SLMs: Optimization Techniques

Large Language Models (LLMs) have revolutionized natural language processing, but their deployment and optimization come with unique challenges. One significant issue is the tendency for LLMs (and more, the SLMs) to generate plausible-sounding but factually incorrect information, a phenomenon known as hallucination. This occurs when models produce content that seems coherent but is not grounded in truth or real-world facts.

Other challenges include the immense computational resources required for training and running these models, the difficulty in maintaining up-to-date knowledge within the model, and the need for domain-specific adaptations. Privacy concerns also arise when handling sensitive data during training or inference. Additionally, ensuring consistent performance across diverse tasks and maintaining ethical use of these powerful tools present ongoing challenges. Addressing these issues is crucial for the effective and responsible deployment of LLMs in real-world applications.

The fundamental techniques for enhancing LLM (and SLM) performance and efficiency are Fine-tuning, Prompt engineering, and Retrieval-Augmented Generation (RAG).
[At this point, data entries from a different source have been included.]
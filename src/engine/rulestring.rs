use std::{fmt::Write, sync::OnceLock};

use regex::Regex;

use crate::{CellState, NEIGHBORHOOD_SUMS, Result, RuleTableError, Variant};

/// Returns the singleton regex matching `B<digits>/S<digits>` rulestrings
fn rulestring_regex() -> &'static Regex {
    static CELL: OnceLock<Regex> = OnceLock::new();
    CELL.get_or_init(|| {
        Regex::new(r"(?i)^B([0-8]*)/S([0-8]*)$").expect("valid rulestring regex")
    })
}

/// Builds the `[Dead, Alive]` variant list described by a rulestring like `B3/S23`
///
/// Digits after `B` are the neighbor counts that bring a dead cell alive, and
/// digits after `S` are those that keep a live cell alive.
pub fn parse(rule: &str) -> Result<Vec<Variant>> {
    let captures = rulestring_regex()
        .captures(rule.trim())
        .ok_or(RuleTableError::Rulestring)?;
    let (_, [birth, survival]) = captures.extract();

    Ok(vec![
        Variant::new(CellState::Dead, 0, table(birth)),
        Variant::new(CellState::Alive, 1, table(survival)),
    ])
}

/// Formats a two-state variant list back into `B.../S...` notation
///
/// Returns [`None`] for tables a rulestring cannot express.
pub(super) fn format(variants: &[Variant]) -> Option<String> {
    let [dead, alive] = variants else {
        return None;
    };
    if dead.state != CellState::Dead
        || alive.state != CellState::Alive
        || dead.influence != 0
        || alive.influence != 1
    {
        return None;
    }

    let mut rule = String::from("B");
    digits(&mut rule, dead)?;
    rule.push_str("/S");
    digits(&mut rule, alive)?;
    Some(rule)
}

fn table(digits: &str) -> [usize; NEIGHBORHOOD_SUMS] {
    let mut transitions = [0; NEIGHBORHOOD_SUMS];
    for digit in digits.bytes() {
        transitions[(digit - b'0') as usize] = 1;
    }
    transitions
}

fn digits(rule: &mut String, variant: &Variant) -> Option<()> {
    for (sum, &target) in variant.transitions.iter().enumerate() {
        match target {
            0 => {}
            1 => write!(rule, "{sum}").ok()?,
            _ => return None,
        }
    }
    Some(())
}
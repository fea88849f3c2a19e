mod influence;
mod rulestring;

use self::influence::Influence;
pub use self::rulestring::parse as parse_rulestring;
use crate::{CellState, Grid, Result, RuleTableError, Variant, cell};
use log::{debug, trace, warn};

/// Index of each [`CellState`] (by [`CellState::index`]) in the variant list
type StateLookup = [Option<usize>; CellState::ALL.len()];

/// Drives generations over a [`Grid`] from a table of [`Variant`]s
#[derive(Debug, Clone)]
pub struct RuleEngine {
    variants: Vec<Variant>,
    lookup: StateLookup,

    // scratch space, only meaningful during a single `step`
    influence: Influence,
    next: Vec<CellState>,
}

impl RuleEngine {
    pub fn new(variants: Vec<Variant>) -> Result<Self> {
        let lookup = validate(&variants)?;
        Ok(Self {
            variants,
            lookup,
            influence: Influence::default(),
            next: Vec::new(),
        })
    }

    /// Replaces the variant list used to resolve transitions
    ///
    /// An invalid list is rejected and the previous configuration is kept.
    pub fn configure(&mut self, variants: Vec<Variant>) -> Result<()> {
        self.lookup = validate(&variants)?;
        self.variants = variants;
        debug!(
            "configured {} variants ({})",
            self.variants.len(),
            self.rulestring().as_deref().unwrap_or("custom table")
        );
        Ok(())
    }

    #[inline]
    pub fn variants(&self) -> &[Variant] {
        &self.variants
    }

    /// The configured variant for `state`, if any
    pub fn variant(&self, state: CellState) -> Option<&Variant> {
        self.lookup[state.index()].map(|idx| &self.variants[idx])
    }

    /// The configured table in `B.../S...` notation, if it can be written as one
    pub fn rulestring(&self) -> Option<String> {
        rulestring::format(&self.variants)
    }

    /// Advances `grid` by exactly one generation
    ///
    /// Either every cell moves to its next state or, on error, none do.
    pub fn step(&mut self, grid: &mut Grid) -> Result<()> {
        if let Err(err) = self.compute(grid) {
            warn!("generation rejected: {err}");
            return Err(err);
        }
        grid.commit(&mut self.next);
        trace!("committed generation, {} alive", grid.count(CellState::Alive));
        Ok(())
    }

    /// Fills `self.next` with the generation following `grid`
    fn compute(&mut self, grid: &Grid) -> Result<()> {
        let Self {
            variants,
            lookup,
            influence,
            next,
        } = self;
        let (variants, lookup) = (&*variants, &*lookup);

        // every sum is complete before any next state is resolved
        influence.accumulate(grid, |state| {
            Ok(variant_of(variants, lookup, state)?.influence)
        })?;

        next.clear();
        next.reserve(grid.len());
        for (idx, (&state, &sum)) in grid.cells().iter().zip(influence.sums()).enumerate() {
            let target = variant_of(variants, lookup, state)?
                .transitions
                .get(sum as usize)
                .copied()
                .ok_or_else(|| {
                    let pos = grid.pos(idx);
                    RuleTableError::SumOutOfRange {
                        x: pos.x,
                        y: pos.y,
                        sum,
                    }
                })?;
            // targets are checked against the list length by `validate`
            next.push(variants[target].state);
        }
        Ok(())
    }
}

impl Default for RuleEngine {
    fn default() -> Self {
        Self {
            variants: cell::conway(),
            lookup: [Some(0), Some(1)],
            influence: Influence::default(),
            next: Vec::new(),
        }
    }
}

fn variant_of<'v>(
    variants: &'v [Variant],
    lookup: &StateLookup,
    state: CellState,
) -> Result<&'v Variant> {
    let idx = lookup[state.index()].ok_or(RuleTableError::UnknownState(state))?;
    Ok(&variants[idx])
}

fn validate(variants: &[Variant]) -> Result<StateLookup> {
    if variants.is_empty() {
        return Err(RuleTableError::Empty.into());
    }

    let mut lookup: StateLookup = [None; CellState::ALL.len()];
    for (idx, variant) in variants.iter().enumerate() {
        let slot = &mut lookup[variant.state.index()];
        if slot.is_some() {
            return Err(RuleTableError::DuplicateState(variant.state).into());
        }
        *slot = Some(idx);

        if let Some(&target) = variant.transitions.iter().find(|&&t| t >= variants.len()) {
            return Err(RuleTableError::TargetOutOfRange {
                state: variant.state,
                target,
                len: variants.len(),
            }
            .into());
        }
    }
    Ok(lookup)
}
Fine-tuning, while more resource-intensive, offers a way to specialize LLMs for particular domains or tasks. This process involves further training the model on carefully curated datasets, allowing it to adapt its vast general knowledge to specific applications. Fine-tuning can lead to substantial improvements in performance, especially in specialized fields or for unique use cases.
Prompt engineering is at the forefront of LLM optimization. By carefully crafting input prompts, we can guide models to produce more accurate and relevant outputs. This technique involves structuring queries that leverage the model's pre-trained knowledge and capabilities, often incorporating examples or specific instructions to shape the desired response.
Retrieval-Augmented Generation (RAG) represents another powerful approach to improving LLM performance. This method combines the vast knowledge embedded in pre-trained models with the ability to access and incorporate external, up-to-date information. By retrieving relevant data to supplement the model's decision-making process, RAG can significantly enhance accuracy and reduce the likelihood of generating outdated or false information.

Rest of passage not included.